- WHAT THE TASK REQUIRES
Once the line containing "use crate::resources::ServerResources;" has been printed, stop; print every line before it exactly, starting at the top of the material below.

- INPUT DATA
// ABOUTME: Service catalogue route handlers for managing bookable services
// ABOUTME: Reads are public while catalogue mutations require the staff allow-list
//
// SPDX-License-Identifier: MIT OR Apache-2.0
// Copyright (c) 2025 Reserva Project

//! Service catalogue routes
//!
//! The catalogue is browsable without a token so the booking form can list
//! what is offered; creating, updating and deleting services is restricted to
//! the staff allow-list.

use crate::errors::AppError;
use crate::middleware::STAFF_MT_POLICY;
use crate::models::{CreateServiceRequest, UpdateServiceRequest};
use crate::pagination::PaginationParams;
use crate::resources::ServerResources;
use crate::routes::{Envelope, PageEnvelope};
use axum::{
    extract::{Path, Query, State},
    http::{HeaderMap, StatusCode},
    response::{IntoResponse, Response},
    routing::{delete, get, post, put},
    Json, Router,
};
use std::sync::Arc;

/// Service catalogue routes
pub struct ServiceRoutes;

impl ServiceRoutes {
    /// Create all service catalogue routes
    pub fn routes(resources: Arc<ServerResources>) -> Router {
        Router::new()
            .route("/api/services", post(Self::handle_create))
            .route("/api/services", get(Self::handle_list))
            .route("/api/services/:id", get(Self::handle_get))
            .route("/api/services/:id", put(Self::handle_update))
            .route("/api/services/:id", delete(Self::handle_delete))
            .with_state(resources)
    }

    /// Handle service creation
    async fn handle_create(
        State(resources): State<Arc<ServerResources>>,
        headers: HeaderMap,
        Json(request): Json<CreateServiceRequest>,
    ) -> Result<Response, AppError> {
        let issuer = resources
            .auth_middleware
            .authenticate_and_authorize(&headers, STAFF_MT_POLICY)?;

        let service = resources.services.create(request, issuer.id).await?;

        Ok((
            StatusCode::CREATED,
            Json(Envelope::created("Service created successfully", service)),
        )
            .into_response())
    }

    /// Handle paginated catalogue listing (public)
    async fn handle_list(
        State(resources): State<Arc<ServerResources>>,
        Query(params): Query<PaginationParams>,
    ) -> Result<Response, AppError> {
        let page = resources.services.list(&params).await?;

        Ok((
            StatusCode::OK,
            Json(PageEnvelope::ok("Services retrieved successfully", page)),
        )
            .into_response())
    }

    /// Handle fetching one service (public)
    async fn handle_get(
        State(resources): State<Arc<ServerResources>>,
        Path(id): Path<i64>,
    ) -> Result<Response, AppError> {
        let service = resources.services.get(id).await?;

        Ok((
            StatusCode::OK,
            Json(Envelope::ok("Service fetched successfully", service)),
        )
            .into_response())
    }

    /// Handle a partial service update
    async fn handle_update(
        State(resources): State<Arc<ServerResources>>,
        headers: HeaderMap,
        Path(id): Path<i64>,
        Json(request): Json<UpdateServiceRequest>,
    ) -> Result<Response, AppError> {
        let issuer = resources
            .auth_middleware
            .authenticate_and_authorize(&headers, STAFF_MT_POLICY)?;

        let service = resources.services.update(id, request, issuer.id).await?;

        Ok((
            StatusCode::OK,
            Json(Envelope::ok("Service updated successfully", service)),
        )
            .into_response())
    }

    /// Handle service deletion
    async fn handle_delete(
        State(resources): State<Arc<ServerResources>>,
        headers: HeaderMap,
        Path(id): Path<i64>,
    ) -> Result<Response, AppError> {
        let issuer = resources
            .auth_middleware
            .authenticate_and_authorize(&headers, STAFF_MT_POLICY)?;

        resources.services.delete(id, issuer.id).await?;

        Ok((
            StatusCode::OK,
            Json(Envelope::message("Service deleted successfully")),
        )
            .into_response())
    }
}
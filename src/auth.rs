// ABOUTME: JWT-based user authentication token generation and validation
// ABOUTME: Handles HS256 token encoding, expiry checks and detailed validation errors
//
// Licensed under either of Apache License, Version 2.0 or MIT License at your option.
// Copyright ©2025 Reserva Project

//! # Authentication Token Management
//!
//! This module provides JWT token generation and validation for the Reserva
//! booking server. Token issuance endpoints are out of scope; the manager
//! exists so the guard can verify inbound bearer tokens and so tests and
//! operational tooling can mint tokens.

use crate::errors::{AppError, AppResult};
use crate::models::{AuthenticatedUser, UserContext, UserRole};
use chrono::{DateTime, Duration, Utc};
use jsonwebtoken::{decode, encode, Algorithm, DecodingKey, EncodingKey, Header, Validation};
use serde::{Deserialize, Serialize};

/// `JWT` validation error with detailed information
#[derive(Debug, Clone)]
pub enum JwtValidationError {
    /// Token has expired
    TokenExpired {
        /// When the token expired
        expired_at: DateTime<Utc>,
        /// Current time for reference
        current_time: DateTime<Utc>,
    },
    /// Token signature is invalid
    TokenInvalid {
        /// Reason for invalidity
        reason: String,
    },
    /// Token is malformed (not proper `JWT` format)
    TokenMalformed {
        /// Details about malformation
        details: String,
    },
}

impl std::fmt::Display for JwtValidationError {
    fn fmt(&self, f: &mut std::fmt::Formatter<'_>) -> std::fmt::Result {
        match self {
            Self::TokenExpired {
                expired_at,
                current_time,
            } => {
                let duration_expired = current_time.signed_duration_since(*expired_at);
                write!(
                    f,
                    "JWT token expired {} minutes ago at {}",
                    duration_expired.num_minutes(),
                    expired_at.format("%Y-%m-%d %H:%M:%S UTC")
                )
            }
            Self::TokenInvalid { reason } => {
                write!(f, "JWT token signature is invalid: {reason}")
            }
            Self::TokenMalformed { details } => {
                write!(f, "JWT token is malformed: {details}")
            }
        }
    }
}

impl std::error::Error for JwtValidationError {}

impl From<JwtValidationError> for AppError {
    fn from(error: JwtValidationError) -> Self {
        match error {
            JwtValidationError::TokenExpired { .. } => Self::auth_expired(),
            JwtValidationError::TokenInvalid { .. } | JwtValidationError::TokenMalformed { .. } => {
                Self::auth_invalid(error.to_string())
            }
        }
    }
}

/// `JWT` claims carried by a staff or client token
#[derive(Debug, Serialize, Deserialize)]
pub struct Claims {
    /// User `ID`
    pub sub: String,
    /// User email
    pub email: String,
    /// Role within the organization
    pub role: UserRole,
    /// Organizational context the role applies to
    pub context: UserContext,
    /// Issued at timestamp
    pub iat: i64,
    /// Expiration timestamp
    pub exp: i64,
}

/// Token manager holding the HS256 signing secret
#[derive(Clone)]
pub struct AuthManager {
    secret: Vec<u8>,
    token_expiry_hours: i64,
}

impl AuthManager {
    /// Create a new auth manager
    #[must_use]
    pub fn new(secret: Vec<u8>, token_expiry_hours: i64) -> Self {
        Self {
            secret,
            token_expiry_hours,
        }
    }

    /// Generate a `JWT` token for the given identity
    ///
    /// # Errors
    ///
    /// Returns an error if JWT encoding fails.
    pub fn generate_token(
        &self,
        user_id: i64,
        email: &str,
        role: UserRole,
        context: UserContext,
    ) -> AppResult<String> {
        self.generate_token_with_expiry(user_id, email, role, context, self.token_expiry_hours)
    }

    /// Generate a token with an explicit expiry offset in hours
    ///
    /// Negative offsets produce already-expired tokens, which the tests use
    /// to exercise the rejection path.
    ///
    /// # Errors
    ///
    /// Returns an error if JWT encoding fails.
    pub fn generate_token_with_expiry(
        &self,
        user_id: i64,
        email: &str,
        role: UserRole,
        context: UserContext,
        expiry_hours: i64,
    ) -> AppResult<String> {
        let now = Utc::now();
        let expiry = now + Duration::hours(expiry_hours);

        let claims = Claims {
            sub: user_id.to_string(),
            email: email.to_owned(),
            role,
            context,
            iat: now.timestamp(),
            exp: expiry.timestamp(),
        };

        encode(
            &Header::new(Algorithm::HS256),
            &claims,
            &EncodingKey::from_secret(&self.secret),
        )
        .map_err(|e| AppError::internal(format!("JWT encoding failed: {e}")))
    }

    /// Validate a bearer token and return its claims
    ///
    /// # Errors
    ///
    /// Returns a [`JwtValidationError`] distinguishing expired, invalid and
    /// malformed tokens.
    pub fn validate_token(&self, token: &str) -> Result<Claims, JwtValidationError> {
        let mut validation = Validation::new(Algorithm::HS256);
        validation.validate_exp = true;

        let token_data = decode::<Claims>(
            token,
            &DecodingKey::from_secret(&self.secret),
            &validation,
        )
        .map_err(|e| Self::convert_jwt_error(&e, token))?;

        Ok(token_data.claims)
    }

    /// Resolve a validated token into the request identity
    ///
    /// # Errors
    ///
    /// Returns an auth error when validation fails or the subject is not a
    /// numeric user id.
    pub fn resolve_user(&self, token: &str) -> AppResult<AuthenticatedUser> {
        let claims = self.validate_token(token)?;

        let id = claims
            .sub
            .parse::<i64>()
            .map_err(|_| AppError::auth_invalid("Invalid user ID in token"))?;

        Ok(AuthenticatedUser {
            id,
            email: claims.email,
            role: claims.role,
            context: claims.context,
        })
    }

    /// Convert JWT library errors to detailed validation errors
    fn convert_jwt_error(e: &jsonwebtoken::errors::Error, token: &str) -> JwtValidationError {
        use jsonwebtoken::errors::ErrorKind;

        match e.kind() {
            ErrorKind::ExpiredSignature => {
                // Best effort: recover the exp claim for the error detail
                let expired_at = decode_expiry_unverified(token).unwrap_or_else(Utc::now);
                tracing::warn!(
                    "JWT token expired at {}",
                    expired_at.format("%Y-%m-%d %H:%M:%S UTC")
                );
                JwtValidationError::TokenExpired {
                    expired_at,
                    current_time: Utc::now(),
                }
            }
            ErrorKind::InvalidSignature => {
                tracing::warn!("JWT token signature verification failed");
                JwtValidationError::TokenInvalid {
                    reason: "Token signature verification failed".into(),
                }
            }
            ErrorKind::InvalidToken => JwtValidationError::TokenMalformed {
                details: "Token format is invalid".into(),
            },
            ErrorKind::Base64(base64_err) => JwtValidationError::TokenMalformed {
                details: format!("Token encoding is invalid: {base64_err}"),
            },
            ErrorKind::Json(json_err) => JwtValidationError::TokenMalformed {
                details: format!("Token claims are invalid: {json_err}"),
            },
            _ => JwtValidationError::TokenInvalid {
                reason: e.to_string(),
            },
        }
    }
}

/// Decode the `exp` claim without verifying the signature, for error detail only
fn decode_expiry_unverified(token: &str) -> Option<DateTime<Utc>> {
    let mut validation = Validation::new(Algorithm::HS256);
    validation.insecure_disable_signature_validation();
    validation.validate_exp = false;

    let data = decode::<Claims>(token, &DecodingKey::from_secret(b""), &validation).ok()?;
    DateTime::<Utc>::from_timestamp(data.claims.exp, 0)
}

#[cfg(test)]
mod tests {
    use super::*;

    fn manager() -> AuthManager {
        AuthManager::new(b"test-secret-key".to_vec(), 24)
    }

    #[test]
    fn test_generate_and_validate_roundtrip() {
        let auth = manager();
        let token = auth
            .generate_token(7, "staff@example.com", UserRole::Manager, UserContext::Mt)
            .unwrap();

        let claims = auth.validate_token(&token).unwrap();
        assert_eq!(claims.sub, "7");
        assert_eq!(claims.email, "staff@example.com");
        assert_eq!(claims.role, UserRole::Manager);
        assert_eq!(claims.context, UserContext::Mt);
    }

    #[test]
    fn test_expired_token_rejected() {
        let auth = manager();
        let token = auth
            .generate_token_with_expiry(
                7,
                "staff@example.com",
                UserRole::Admin,
                UserContext::Mt,
                -2,
            )
            .unwrap();

        let err = auth.validate_token(&token).unwrap_err();
        assert!(matches!(err, JwtValidationError::TokenExpired { .. }));
    }

    #[test]
    fn test_wrong_secret_rejected() {
        let auth = manager();
        let token = auth
            .generate_token(7, "staff@example.com", UserRole::Admin, UserContext::Mt)
            .unwrap();

        let other = AuthManager::new(b"different-secret".to_vec(), 24);
        assert!(other.validate_token(&token).is_err());
    }

    #[test]
    fn test_malformed_token_rejected() {
        let auth = manager();
        let err = auth.validate_token("not-a-jwt").unwrap_err();
        assert!(matches!(
            err,
            JwtValidationError::TokenMalformed { .. } | JwtValidationError::TokenInvalid { .. }
        ));
    }

    #[test]
    fn test_resolve_user_parses_subject() {
        let auth = manager();
        let token = auth
            .generate_token(42, "dev@example.com", UserRole::Developer, UserContext::Mt)
            .unwrap();

        let user = auth.resolve_user(&token).unwrap();
        assert_eq!(user.id, 42);
        assert_eq!(user.role, UserRole::Developer);
    }
}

- ANSWER BOX
// ABOUTME: Service catalogue route handlers for managing bookable services
// ABOUTME: Reads are public while catalogue mutations require the staff allow-list
//
// SPDX-License-Identifier: MIT OR Apache-2.0
// Copyright (c) 2025 Reserva Project

//! Service catalogue routes
//!
//! The catalogue is browsable without a token so the booking form can list
//! what is offered; creating, updating and deleting services is restricted to
//! the staff allow-list.

use crate::errors::AppError;
use crate::middleware::STAFF_MT_POLICY;
use crate::models::{CreateServiceRequest, UpdateServiceRequest};
use crate::pagination::PaginationParams;
use crate::resources::ServerResources;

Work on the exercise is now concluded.